On the bloodiest day of battle in American history, the Battle of Antietam, also known as the battle of Sharpsburg in September 1862 was the first major battle fought on Northern soil. The armies of Robert E. Lee and George McClellan faced off in a see-saw battle that saw a combined 22,000 casualties in one day. But one never knows what particular small incentive will motivate their troops…

Many Special Forces senior NCO’s and Officers used to conduct “Staff Rides” and revisit Civil War battlefields and discuss the battle, tactics, the decision-making that went into each and how the lessons learned were subjects that we could remember and process for the military of today. One such trip was to Antietam and a small part of the battle was of particular interest.

The Union Army of the Potomac aggressively attacked Lee’s Army of Northern Virginia in a series of assaults after McClellan with a lost copy of Lee’s operational plan, waited too long to take advantage of the audacious Lee’s plan to split his force.

The first four hours of the battle raged back and forth across the cornfield of a farmer, David Miller was indecisive. The Federal troops finally broke thru Lee’s center in an area called the Bloody Lane. But late arriving troops of A.P. Hill’s division from Stonewall Jackson’s corps, fresh from Harper’s Ferry stemmed the Union tide and forced the battle into a draw.

But it stopped Lee’s advance into the North as he retreated across the Potomac the next morning on September 18, 1862, his army of 38,000 men had suffered 10,318 casualties. McClellan’s army of 75,000 had failed thru overcautiousness on the part of their commander had failed to crush a vastly numerically inferior opponent. McClellan’s army suffered 12,401 casualties. All of this in a single day.

One of the more curious pieces of the battle took place on the south side near Antietam Creek at the site of the Rohrbach Bridge. Constructed in 1836, it was a 125-foot long, three-span concrete bridge. McClellan gave Gen. Ambrose Burnside orders to take it.

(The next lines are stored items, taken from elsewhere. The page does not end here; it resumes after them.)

use crate::types::AudioFormat;

use super::SdpInfo;

/// Parse an AES67 SDP description
///
/// Accepts both `\r\n` and `\n` line endings. Parse problems never fail the
/// call; they leave `is_valid` false on the returned [`SdpInfo`].
#[must_use]
pub fn parse(sdp: &str) -> SdpInfo {
    let mut info = SdpInfo::default();

    for line in sdp.lines() {
        let line = line.trim_end_matches('\r');
        if line.len() < 2 || line.as_bytes()[1] != b'=' {
            continue;
        }

        let value = &line[2..];
        match line.as_bytes()[0] {
            b's' => info.session_name = value.to_string(),
            b'o' => parse_origin(value, &mut info),
            b'c' => parse_connection(value, &mut info),
            b'm' => parse_media(value, &mut info),
            b'a' => parse_attribute(value, &mut info),
            _ => {} // v=, t= and unknown lines carry nothing we need
        }
    }

    info.is_valid = !info.source_ip.is_empty()
        && info.port > 0
        && info.format.sample_rate > 0
        && info.format.channels > 0;

    info
}

/// `o=<user> <id> <ver> IN IP4 <addr>`
fn parse_origin(value: &str, info: &mut SdpInfo) {
    let parts: Vec<&str> = value.split_whitespace().collect();
    if parts.len() >= 6 && parts[3] == "IN" && parts[4] == "IP4" {
        info.session_id = parts[1].to_string();
        info.origin_address = parts[5].to_string();
    }
}

/// `c=IN IP4 <ip>[/ttl]`
fn parse_connection(value: &str, info: &mut SdpInfo) {
    let parts: Vec<&str> = value.split_whitespace().collect();
    if parts.len() >= 3 && parts[0] == "IN" && parts[1] == "IP4" {
        if let Some(ip) = parts[2].split('/').next() {
            info.source_ip = ip.to_string();
        }
    }
}

/// `m=audio <port> RTP/AVP <pt>`
fn parse_media(value: &str, info: &mut SdpInfo) {
    let parts: Vec<&str> = value.split_whitespace().collect();
    if parts.len() >= 4 && parts[0] == "audio" && parts[2] == "RTP/AVP" {
        info.port = parts[1].parse().unwrap_or(0);
        info.payload_type = parts[3].parse().unwrap_or(0);
    }
}

fn parse_attribute(value: &str, info: &mut SdpInfo) {
    if let Some(rtpmap) = value.strip_prefix("rtpmap:") {
        parse_rtpmap(rtpmap, info);
    } else if let Some(ptime) = value.strip_prefix("ptime:") {
        if let Ok(ms) = ptime.trim().parse::<f64>() {
            if ms > 0.0 {
                #[allow(clippy::cast_possible_truncation, clippy::cast_sign_loss)]
                {
                    info.packet_time_us = (ms * 1000.0).round() as u32;
                }
            }
        }
    } else if let Some(refclk) = value.strip_prefix("ts-refclk:") {
        parse_refclk(refclk, info);
    }
}

/// `a=rtpmap:<pt> L{16,24,32}/<rate>[/<channels>]`
fn parse_rtpmap(value: &str, info: &mut SdpInfo) {
    let mut parts = value.split_whitespace();
    let _pt = parts.next();
    let Some(mapping) = parts.next() else { return };

    let mut fields = mapping.split('/');
    let Some(encoding) = fields.next() else { return };
    info.encoding = encoding.to_string();
    if let Some(depth) = AudioFormat::bit_depth_for_encoding(encoding) {
        info.format.bit_depth = depth;
    }
    if let Some(rate) = fields.next() {
        info.format.sample_rate = rate.parse().unwrap_or(0);
    }
    // The channel count is optional in rtpmap and defaults to one.
    info.format.channels = fields
        .next()
        .and_then(|c| c.parse().ok())
        .unwrap_or(1);
}

/// `a=ts-refclk:ptp=IEEE1588-2008[:<gmid>[:<domain>]]`
fn parse_refclk(value: &str, info: &mut SdpInfo) {
    let Some(ptp) = value.strip_prefix("ptp=") else {
        return;
    };
    if !ptp.starts_with("IEEE1588") {
        return;
    }
    let mut fields = ptp.splitn(2, ':');
    let _version = fields.next();
    if let Some(id) = fields.next() {
        // Keep only the grandmaster identity, not a trailing domain.
        let id = id.split(':').next().unwrap_or(id);
        if !id.is_empty() {
            info.ptp_clock_id = Some(id.to_string());
        }
    }
}
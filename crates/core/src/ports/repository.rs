//! Port traits for data repositories.
//!
//! These traits define the storage interface used by the domain layer.
//! Implementations live in the infrastructure layer (`stringsync-storage`)
//! and in [`crate::testing`] for tests.

use async_trait::async_trait;
use chrono::{DateTime, Utc};
use uuid::Uuid;

use crate::error::StorageResult;
use crate::models::{Notation, Tag, User, UserRole, UserSession};

use super::paging::{Connection, ConnectionArgs};

/// Default page size for user listings.
pub const USER_PAGE_LIMIT: i64 = 20;

/// Default page size for notation listings.
pub const NOTATION_PAGE_LIMIT: i64 = 10;

// =============================================================================
// Filter & Creation Types
// =============================================================================

/// Filter options for notation page queries.
///
/// Both fields narrow the paged dataset, so the min/max bounds used for
/// page-info flags are bounds of the filtered set.
#[derive(Debug, Clone, Default)]
pub struct NotationPageFilter {
    /// Case-insensitive substring match against song or artist name.
    pub query: Option<String>,
    /// Restrict to notations carrying any of these tags.
    pub tag_ids: Option<Vec<Uuid>>,
}

/// Attributes for creating a user. The store assigns id, cursor, and
/// timestamps.
#[derive(Debug, Clone)]
pub struct NewUser {
    pub username: String,
    pub email: String,
    pub encrypted_password: String,
    pub role: UserRole,
    pub confirmation_token: Option<Uuid>,
    pub avatar_url: Option<String>,
}

/// Attributes for creating a notation.
#[derive(Debug, Clone)]
pub struct NewNotation {
    pub song_name: String,
    pub artist_name: String,
    pub transcriber_id: Uuid,
    pub dead_time_ms: i64,
    pub duration_ms: i64,
    pub featured: bool,
    pub thumbnail_url: Option<String>,
    pub video_url: Option<String>,
}

// =============================================================================
// Repository Traits
// =============================================================================

/// Repository for user accounts.
#[async_trait]
pub trait UserRepo: Send + Sync {
    /// Get a user by id.
    async fn find(&self, id: Uuid) -> StorageResult<Option<User>>;

    /// Get a user whose username or email matches the given value.
    async fn find_by_username_or_email(&self, username_or_email: &str)
        -> StorageResult<Option<User>>;

    /// Get a user by email.
    async fn find_by_email(&self, email: &str) -> StorageResult<Option<User>>;

    /// Get a user holding the given reset-password token.
    async fn find_by_reset_password_token(&self, token: Uuid) -> StorageResult<Option<User>>;

    /// List all users, newest first.
    async fn find_all(&self) -> StorageResult<Vec<User>>;

    /// Count all users.
    async fn count(&self) -> StorageResult<i64>;

    /// Create a user.
    async fn create(&self, attrs: NewUser) -> StorageResult<User>;

    /// Persist all mutable columns of the given user. Returns the stored
    /// row (with a refreshed `updated_at`).
    async fn update(&self, user: &User) -> StorageResult<User>;

    /// Fetch one page of users ordered by cursor.
    async fn find_page(&self, args: &ConnectionArgs) -> StorageResult<Connection<User>>;
}

/// Repository for notations.
#[async_trait]
pub trait NotationRepo: Send + Sync {
    /// Get a notation by id.
    async fn find(&self, id: Uuid) -> StorageResult<Option<Notation>>;

    /// List notations transcribed by the given user.
    async fn find_all_by_transcriber_id(&self, transcriber_id: Uuid)
        -> StorageResult<Vec<Notation>>;

    /// List notations carrying the given tag.
    async fn find_all_by_tag_id(&self, tag_id: Uuid) -> StorageResult<Vec<Notation>>;

    /// Count all notations.
    async fn count(&self) -> StorageResult<i64>;

    /// Create a notation (without taggings - see
    /// [`Repositories::create_notation_with_tags`] for the atomic variant).
    async fn create(&self, attrs: NewNotation) -> StorageResult<Notation>;

    /// Persist all mutable columns of the given notation.
    async fn update(&self, notation: &Notation) -> StorageResult<Notation>;

    /// Fetch one page of notations matching the filter, ordered by cursor.
    async fn find_page(
        &self,
        args: &ConnectionArgs,
        filter: &NotationPageFilter,
    ) -> StorageResult<Connection<Notation>>;
}

/// Repository for tags.
#[async_trait]
pub trait TagRepo: Send + Sync {
    /// Get a tag by id.
    async fn find(&self, id: Uuid) -> StorageResult<Option<Tag>>;

    /// List all tags, ordered by name.
    async fn find_all(&self) -> StorageResult<Vec<Tag>>;

    /// List tags attached to the given notation.
    async fn find_all_by_notation_id(&self, notation_id: Uuid) -> StorageResult<Vec<Tag>>;

    /// Create a tag.
    async fn create(&self, name: &str) -> StorageResult<Tag>;
}

/// Repository for login sessions.
#[async_trait]
pub trait SessionRepo: Send + Sync {
    /// Create a session for the given user.
    async fn create(
        &self,
        user_id: Uuid,
        issued_at: DateTime<Utc>,
        expires_at: DateTime<Utc>,
    ) -> StorageResult<UserSession>;

    /// Get the session for a token if it has not expired at `now`.
    async fn find_active(&self, token: Uuid, now: DateTime<Utc>)
        -> StorageResult<Option<UserSession>>;

    /// Delete a session. Returns whether a session existed.
    async fn delete(&self, token: Uuid) -> StorageResult<bool>;

    /// Delete every session belonging to the given user.
    async fn delete_all_for_user(&self, user_id: Uuid) -> StorageResult<u64>;
}

// =============================================================================
// Composite Repository
// =============================================================================

/// Combined repository access for the application.
///
/// This trait provides access to all individual repositories and
/// atomic operations that span multiple tables.
#[async_trait]
pub trait Repositories: Send + Sync {
    /// Access the user repository.
    fn users(&self) -> &dyn UserRepo;

    /// Access the notation repository.
    fn notations(&self) -> &dyn NotationRepo;

    /// Access the tag repository.
    fn tags(&self) -> &dyn TagRepo;

    /// Access the session repository.
    fn sessions(&self) -> &dyn SessionRepo;

    /// Create a notation together with its taggings in a single
    /// transaction. If any tagging insert fails, the notation is rolled
    /// back with it.
    async fn create_notation_with_tags(
        &self,
        attrs: NewNotation,
        tag_ids: &[Uuid],
    ) -> StorageResult<Notation>;
}
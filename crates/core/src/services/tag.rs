//! Tag lookups.

use std::sync::Arc;

use uuid::Uuid;

use crate::error::DomainResult;
use crate::models::Tag;
use crate::ports::Repositories;

pub struct TagService {
    repos: Arc<dyn Repositories>,
}

impl TagService {
    pub fn new(repos: Arc<dyn Repositories>) -> Self {
        Self { repos }
    }

    pub async fn find(&self, id: Uuid) -> DomainResult<Option<Tag>> {
        Ok(self.repos.tags().find(id).await?)
    }

    pub async fn find_all(&self) -> DomainResult<Vec<Tag>> {
        Ok(self.repos.tags().find_all().await?)
    }

    pub async fn find_all_by_notation_id(&self, notation_id: Uuid) -> DomainResult<Vec<Tag>> {
        Ok(self.repos.tags().find_all_by_notation_id(notation_id).await?)
    }
}
//! PostgreSQL storage adapter.
//!
//! This module implements the repository traits defined in
//! `stringsync-core` using PostgreSQL as the backing store.
//!
//! # Architecture
//!
//! - [`Database`] - Connection pool and migrations
//! - [`PgRepositories`] - Composite repository implementing `Repositories`
//! - Individual repos: `PgUserRepo`, `PgNotationRepo`, etc.
//!
//! # Usage
//!
//! ```ignore
//! let config = DatabaseConfig::for_server(&database_url);
//! let db = Database::connect(&config).await?;
//! db.migrate().await?;
//!
//! let repositories = PgRepositories::new(Arc::new(db));
//! ```

mod database;
mod helpers;
mod notation_repo;
mod session_repo;
mod tag_repo;
mod user_repo;

pub use database::{Database, DatabaseConfig, PurgeStats};
pub use notation_repo::PgNotationRepo;
pub use session_repo::PgSessionRepo;
pub use tag_repo::PgTagRepo;
pub use user_repo::PgUserRepo;

use std::sync::Arc;

use async_trait::async_trait;
use uuid::Uuid;

use stringsync_core::error::{StorageError, StorageResult};
use stringsync_core::models::Notation;
use stringsync_core::ports::{
    NewNotation, NotationRepo, Repositories, SessionRepo, TagRepo, UserRepo,
};

use helpers::insert_err;

// =============================================================================
// Composite Repository
// =============================================================================

/// Aggregated PostgreSQL repositories implementing the `Repositories` trait.
///
/// This provides a single entry point for all storage operations and
/// implements atomic transactions that span multiple tables.
pub struct PgRepositories {
    db: Arc<Database>,
    users: PgUserRepo,
    notations: PgNotationRepo,
    tags: PgTagRepo,
    sessions: PgSessionRepo,
}

impl PgRepositories {
    /// Create a new repository aggregate from a database connection.
    pub fn new(db: Arc<Database>) -> Self {
        Self {
            users: PgUserRepo::new(&db),
            notations: PgNotationRepo::new(&db),
            tags: PgTagRepo::new(&db),
            sessions: PgSessionRepo::new(&db),
            db,
        }
    }
}

#[async_trait]
impl Repositories for PgRepositories {
    fn users(&self) -> &dyn UserRepo {
        &self.users
    }

    fn notations(&self) -> &dyn NotationRepo {
        &self.notations
    }

    fn tags(&self) -> &dyn TagRepo {
        &self.tags
    }

    fn sessions(&self) -> &dyn SessionRepo {
        &self.sessions
    }

    async fn create_notation_with_tags(
        &self,
        attrs: NewNotation,
        tag_ids: &[Uuid],
    ) -> StorageResult<Notation> {
        let mut tx = self
            .db
            .pool()
            .begin()
            .await
            .map_err(|e| StorageError::TransactionError(e.to_string()))?;

        let row = notation_repo::insert_notation(&mut *tx, &attrs).await?;
        let notation = row.into_notation();

        // A bad tag id fails the whole create, rolling the notation back.
        for tag_id in tag_ids {
            sqlx::query("INSERT INTO taggings (id, notation_id, tag_id) VALUES ($1, $2, $3)")
                .bind(Uuid::new_v4())
                .bind(notation.id)
                .bind(tag_id)
                .execute(&mut *tx)
                .await
                .map_err(insert_err)?;
        }

        tx.commit()
            .await
            .map_err(|e| StorageError::TransactionError(e.to_string()))?;

        Ok(notation)
    }
}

Burnside, still smarting after McClellan took away some of the troops under his command, delayed in implementing the order but sent a brigade to take it. But the terrain on the other side favored the defense with high ground dominating the approaches and the ridgeline opposite. The road to the approach of the bridge paralleled the creek, putting the troops in easy view of the enemy. And the road itself funneled into a depression between the high ground on both sides.

The Confederates under the command of Henry “Old Rock” Benning with a third of the men easily held the bridge for three hours. There has been much debate for the past 150 years over whether the creek was easily forded in several places farther up and down stream. Either way, the Union was intent on taking the bridge and pushing forward.

After two failed attempts, Brigadier General Edward Ferrero was given the task, and he brought up his brigade consisting of the 51st Pennsylvania, the 51st New York, the 21st Massachusetts and the green 35th Massachusetts. During the march to Antietam, the men from Pennsylvania had their liquor rations taken away from discipline problems on the march.

Ferrero a former dance instructor and a teetotaler addressed the men.

“It is General Burnside’s special request that the two 51st’s take that bridge. Will you do it?”

A Pennsylvania soldier called out:
“Will you give us our whisky, Colonel, if we make it?”

“Yes, by God!” yelled Ferrero. ‘You shall have as much as you want, if you take the bridge.’ He added that he would see to it if he had to send back to New York to get the whisky and pay for it out of his own pocket.

Despite, wild inaccurate and wasteful shooting by the men from Massachusetts, the troops made it the end of the bridge where they were pinned down by accurate fire from the other side of the bridge.

Colonel John Hartranft and the men of the 51st Pennsylvania were stalled and took cover, using fence rails wherever they could. Ferrero, watching from a distance grew impatient and dispatched an aide to find out why the bridge hadn’t been taken.

Hartranft, hat in hand, raced to the mouth of the bridge with his colors.His men rallied, but the 12-foot-wide roadway across the bridge grew clogged as individual soldiers halted to shoot at Rebel snipers in the opposite treetops.

The fire from across the bridge grew silent. Benning’s troops were tired and running low on ammunition. Just then the 51st New Yorkers, who had indeed forded the stream and flanked the Georgians of Benning.

The bridge was jam packed with troops trying to cross, stopping to shoot at individual Rebel sharpshooters and men bringing wounded back. The Union had finally taken the bridge but the amount of time that it had taken had once again dashed any hopes of turning Lee’s flank.

By the time they were reorganized and moving, A.P. Hill’s division crashed into them and sent them reeling back again. An opportunity to crush Lee and his army was lost. The battle ended up being a draw, but with Lee retreating back to Virginia, it gave President Lincoln the chance to issue his Emancipation Proclamation soon after.

And the men of the 51st Pennsylvania? They got their whisky.